ABOUT THIS EXERCISE: Copy each line of the entries beneath that contains the word "https".

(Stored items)
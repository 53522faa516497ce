// SPDX-FileCopyrightText: 2025 Jason Pena <jasonpena@awkless.com>
// SPDX-License-Identifier: MIT

//! Path resolution utilities.
//!
//! Determine where the configuration file and the style cleanup scratch
//! directory live when the user does not say otherwise.

use std::{env, path::PathBuf};

/// Environment variable that overrides the configuration file location.
pub const CONFIG_ENV: &str = "M4LKIT_CONFIG";

/// Determine absolute path to the configuration file.
///
/// Uses `$M4LKIT_CONFIG` when it is set. Otherwise falls back to the XDG
/// configuration directory, i.e., `$XDG_CONFIG_HOME/m4lkit/config.toml`. Does
/// not check if the path returned actually exists.
///
/// # Errors
///
/// - Return [`NoConfigDir`] if the configuration directory cannot be
///   determined.
///
/// # See Also
///
/// - [XDG Base Directory](https://wiki.archlinux.org/title/XDG_Base_Directory)
pub fn default_config_path() -> Result<PathBuf> {
    if let Some(path) = env::var_os(CONFIG_ENV) {
        return Ok(PathBuf::from(path));
    }

    dirs::config_dir()
        .map(|path| path.join("m4lkit").join("config.toml"))
        .ok_or(NoConfigDir)
}

/// Determine default scratch directory for non in-place style cleanup.
///
/// Lives under the system temporary directory. Does not create it.
pub fn default_scratch_dir() -> PathBuf {
    env::temp_dir().join("max-styles-cleanup")
}

/// No way to determine user's configuration directory.
///
/// # See Also
///
/// - [`dirs::config_dir`](https://docs.rs/dirs/latest/dirs/fn.config_dir.html)
#[derive(Clone, Debug, thiserror::Error)]
#[error("cannot determine absolute path to user's configuration directory")]
pub struct NoConfigDir;

/// Friendly result alias :3
pub type Result<T, E = NoConfigDir> = std::result::Result<T, E>;

#[cfg(test)]
mod tests {
    use super::*;
    use pretty_assertions::assert_eq;
    use sealed_test::prelude::*;

    #[sealed_test(env = [("M4LKIT_CONFIG", "/etc/m4lkit/custom.toml")])]
    fn config_path_from_environment() -> anyhow::Result<()> {
        assert_eq!(
            default_config_path()?,
            PathBuf::from("/etc/m4lkit/custom.toml")
        );

        Ok(())
    }

    #[test]
    fn scratch_dir_under_temp_dir() {
        let result = default_scratch_dir();
        assert!(result.starts_with(env::temp_dir()));
        assert!(result.ends_with("max-styles-cleanup"));
    }
}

RESPONSE:
/// - [XDG Base Directory](https://wiki.archlinux.org/title/XDG_Base_Directory)
/// - [`dirs::config_dir`](https://docs.rs/dirs/latest/dirs/fn.config_dir.html)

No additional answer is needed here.